**WHAT YOU WILL DO:**
Would you please write out every record exactly?

**SOURCE INFORMATION:**
────────────────────────────────────────

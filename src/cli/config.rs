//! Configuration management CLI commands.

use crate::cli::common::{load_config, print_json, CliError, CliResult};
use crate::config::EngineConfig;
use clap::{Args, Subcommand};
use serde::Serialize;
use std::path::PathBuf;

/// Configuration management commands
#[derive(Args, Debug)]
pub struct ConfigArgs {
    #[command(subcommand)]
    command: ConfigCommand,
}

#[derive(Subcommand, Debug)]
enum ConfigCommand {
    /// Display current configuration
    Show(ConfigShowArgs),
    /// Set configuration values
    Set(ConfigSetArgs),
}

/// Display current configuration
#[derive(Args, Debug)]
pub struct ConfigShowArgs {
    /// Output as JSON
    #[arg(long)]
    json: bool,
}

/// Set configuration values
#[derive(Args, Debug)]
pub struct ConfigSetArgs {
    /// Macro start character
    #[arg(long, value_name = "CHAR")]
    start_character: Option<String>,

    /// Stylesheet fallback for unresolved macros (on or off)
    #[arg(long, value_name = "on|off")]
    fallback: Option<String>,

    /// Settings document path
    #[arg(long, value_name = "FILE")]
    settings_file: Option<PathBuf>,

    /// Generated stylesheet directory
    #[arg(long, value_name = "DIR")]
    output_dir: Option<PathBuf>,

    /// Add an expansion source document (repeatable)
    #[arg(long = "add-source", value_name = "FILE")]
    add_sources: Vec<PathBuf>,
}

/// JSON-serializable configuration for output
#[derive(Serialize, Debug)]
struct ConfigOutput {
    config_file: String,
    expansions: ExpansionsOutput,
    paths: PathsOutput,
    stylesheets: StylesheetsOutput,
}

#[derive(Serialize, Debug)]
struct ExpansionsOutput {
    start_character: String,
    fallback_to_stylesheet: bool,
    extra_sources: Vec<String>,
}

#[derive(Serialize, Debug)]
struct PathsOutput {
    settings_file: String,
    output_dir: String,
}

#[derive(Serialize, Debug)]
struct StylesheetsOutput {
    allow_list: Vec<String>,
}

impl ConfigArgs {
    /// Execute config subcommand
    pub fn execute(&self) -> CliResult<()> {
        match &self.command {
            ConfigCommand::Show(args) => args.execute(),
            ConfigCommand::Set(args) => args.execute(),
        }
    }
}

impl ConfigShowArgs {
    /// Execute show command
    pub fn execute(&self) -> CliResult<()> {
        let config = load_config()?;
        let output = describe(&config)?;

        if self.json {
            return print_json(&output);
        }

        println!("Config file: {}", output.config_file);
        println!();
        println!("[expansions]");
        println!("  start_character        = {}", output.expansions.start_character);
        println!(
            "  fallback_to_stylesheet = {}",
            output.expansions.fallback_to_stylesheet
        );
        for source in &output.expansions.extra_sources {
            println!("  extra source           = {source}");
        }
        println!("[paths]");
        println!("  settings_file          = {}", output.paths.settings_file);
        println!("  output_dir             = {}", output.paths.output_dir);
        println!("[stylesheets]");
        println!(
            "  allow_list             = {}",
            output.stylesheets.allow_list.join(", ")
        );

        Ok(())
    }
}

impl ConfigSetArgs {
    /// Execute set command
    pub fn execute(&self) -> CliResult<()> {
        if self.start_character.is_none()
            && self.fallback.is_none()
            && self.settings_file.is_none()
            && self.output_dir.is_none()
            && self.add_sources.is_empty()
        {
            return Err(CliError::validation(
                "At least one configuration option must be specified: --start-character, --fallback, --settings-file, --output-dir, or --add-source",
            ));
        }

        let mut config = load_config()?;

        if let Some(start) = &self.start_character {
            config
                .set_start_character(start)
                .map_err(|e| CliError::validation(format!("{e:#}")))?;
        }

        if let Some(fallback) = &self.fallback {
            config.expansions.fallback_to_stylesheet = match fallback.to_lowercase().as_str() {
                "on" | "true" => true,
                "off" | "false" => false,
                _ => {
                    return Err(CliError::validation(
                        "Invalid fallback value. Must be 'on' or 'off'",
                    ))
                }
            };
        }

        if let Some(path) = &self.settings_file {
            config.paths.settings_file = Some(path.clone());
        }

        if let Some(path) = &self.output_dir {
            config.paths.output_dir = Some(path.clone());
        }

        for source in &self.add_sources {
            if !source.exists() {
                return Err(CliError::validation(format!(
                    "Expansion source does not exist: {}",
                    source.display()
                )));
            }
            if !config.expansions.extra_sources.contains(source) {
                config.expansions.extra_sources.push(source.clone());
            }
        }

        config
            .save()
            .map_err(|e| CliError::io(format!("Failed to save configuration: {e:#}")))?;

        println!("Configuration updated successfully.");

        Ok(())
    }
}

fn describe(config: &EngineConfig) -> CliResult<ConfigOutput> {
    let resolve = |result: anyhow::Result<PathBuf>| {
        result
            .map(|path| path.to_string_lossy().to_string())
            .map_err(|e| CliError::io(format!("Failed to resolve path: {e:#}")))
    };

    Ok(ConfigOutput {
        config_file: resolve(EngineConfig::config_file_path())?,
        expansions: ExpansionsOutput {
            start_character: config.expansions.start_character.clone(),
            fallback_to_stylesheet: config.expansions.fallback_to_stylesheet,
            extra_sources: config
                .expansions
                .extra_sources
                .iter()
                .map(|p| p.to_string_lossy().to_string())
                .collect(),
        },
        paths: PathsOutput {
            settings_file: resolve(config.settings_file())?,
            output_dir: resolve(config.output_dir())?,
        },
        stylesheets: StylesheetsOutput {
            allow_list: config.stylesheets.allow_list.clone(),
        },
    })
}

────────────────────────────────────────

**SOLUTION:**
filename src/cli/config.rs
//! Configuration management CLI commands.

use crate::cli::common::{load_config, print_json, CliError, CliResult};
use crate::config::EngineConfig;
use clap::{Args, Subcommand};
use serde::Serialize;
use std::path::PathBuf;

/// Configuration management commands
#[derive(Args, Debug)]
pub struct ConfigArgs {
    #[command(subcommand)]
    command: ConfigCommand,
}

#[derive(Subcommand, Debug)]
enum ConfigCommand {
    /// Display current configuration
    Show(ConfigShowArgs),
    /// Set configuration values
    Set(ConfigSetArgs),
}

/// Display current configuration
#[derive(Args, Debug)]
pub struct ConfigShowArgs {
    /// Output as JSON
    #[arg(long)]
    json: bool,
}

/// Set configuration values
#[derive(Args, Debug)]
pub struct ConfigSetArgs {
    /// Macro start character
    #[arg(long, value_name = "CHAR")]
    start_character: Option<String>,

    /// Stylesheet fallback for unresolved macros (on or off)
    #[arg(long, value_name = "on|off")]
    fallback: Option<String>,

    /// Settings document path
    #[arg(long, value_name = "FILE")]
    settings_file: Option<PathBuf>,

    /// Generated stylesheet directory
    #[arg(long, value_name = "DIR")]
    output_dir: Option<PathBuf>,

    /// Add an expansion source document (repeatable)
    #[arg(long = "add-source", value_name = "FILE")]
    add_sources: Vec<PathBuf>,
}

/// JSON-serializable configuration for output
#[derive(Serialize, Debug)]
struct ConfigOutput {
    config_file: String,
    expansions: ExpansionsOutput,
    paths: PathsOutput,
    stylesheets: StylesheetsOutput,
}

#[derive(Serialize, Debug)]
struct ExpansionsOutput {
    start_character: String,
    fallback_to_stylesheet: bool,
    extra_sources: Vec<String>,
}

#[derive(Serialize, Debug)]
struct PathsOutput {
    settings_file: String,
    output_dir: String,
}

#[derive(Serialize, Debug)]
struct StylesheetsOutput {
    allow_list: Vec<String>,
}

impl ConfigArgs {
    /// Execute config subcommand
    pub fn execute(&self) -> CliResult<()> {
        match &self.command {
            ConfigCommand::Show(args) => args.execute(),
            ConfigCommand::Set(args) => args.execute(),
        }
    }
}

impl ConfigShowArgs {
    /// Execute show command
    pub fn execute(&self) -> CliResult<()> {
        let config = load_config()?;
        let output = describe(&config)?;

        if self.json {
            return print_json(&output);
        }

        println!("Config file: {}", output.config_file);
        println!();
        println!("[expansions]");
        println!("  start_character        = {}", output.expansions.start_character);
        println!(
            "  fallback_to_stylesheet = {}",
            output.expansions.fallback_to_stylesheet
        );
        for source in &output.expansions.extra_sources {
            println!("  extra source           = {source}");
        }
        println!("[paths]");
        println!("  settings_file          = {}", output.paths.settings_file);
        println!("  output_dir             = {}", output.paths.output_dir);
        println!("[stylesheets]");
        println!(
            "  allow_list             = {}",
            output.stylesheets.allow_list.join(", ")
        );

        Ok(())
    }
}

impl ConfigSetArgs {
    /// Execute set command
    pub fn execute(&self) -> CliResult<()> {
        if self.start_character.is_none()
            && self.fallback.is_none()
            && self.settings_file.is_none()
            && self.output_dir.is_none()
            && self.add_sources.is_empty()
        {
            return Err(CliError::validation(
                "At least one configuration option must be specified: --start-character, --fallback, --settings-file, --output-dir, or --add-source",
            ));
        }

        let mut config = load_config()?;

        if let Some(start) = &self.start_character {
            config
                .set_start_character(start)
                .map_err(|e| CliError::validation(format!("{e:#}")))?;
        }

        if let Some(fallback) = &self.fallback {
            config.expansions.fallback_to_stylesheet = match fallback.to_lowercase().as_str() {
                "on" | "true" => true,
                "off" | "false" => false,
                _ => {
                    return Err(CliError::validation(
                        "Invalid fallback value. Must be 'on' or 'off'",
                    ))
                }
            };
        }

        if let Some(path) = &self.settings_file {
            config.paths.settings_file = Some(path.clone());
        }

        if let Some(path) = &self.output_dir {
            config.paths.output_dir = Some(path.clone());
        }

        for source in &self.add_sources {
            if !source.exists() {
                return Err(CliError::validation(format!(
                    "Expansion source does not exist: {}",
                    source.display()
                )));
            }
            if !config.expansions.extra_sources.contains(source) {
                config.expansions.extra_sources.push(source.clone());
            }
        }

        config
            .save()
            .map_err(|e| CliError::io(format!("Failed to save configuration: {e:#}")))?;

        println!("Configuration updated successfully.");

        Ok(())
    }
}

fn describe(config: &EngineConfig) -> CliResult<ConfigOutput> {
    let resolve = |result: anyhow::Result<PathBuf>| {
        result
            .map(|path| path.to_string_lossy().to_string())
            .map_err(|e| CliError::io(format!("Failed to resolve path: {e:#}")))
    };

    Ok(ConfigOutput {
        config_file: resolve(EngineConfig::config_file_path())?,
        expansions: ExpansionsOutput {
            start_character: config.expansions.start_character.clone(),
            fallback_to_stylesheet: config.expansions.fallback_to_stylesheet,
            extra_sources: config
                .expansions
                .extra_sources
                .iter()
                .map(|p| p.to_string_lossy().to_string())
                .collect(),
        },
        paths: PathsOutput {
            settings_file: resolve(config.settings_file())?,
            output_dir: resolve(config.output_dir())?,
        },
        stylesheets: StylesheetsOutput {
            allow_list: config.stylesheets.allow_list.clone(),
        },
    })
}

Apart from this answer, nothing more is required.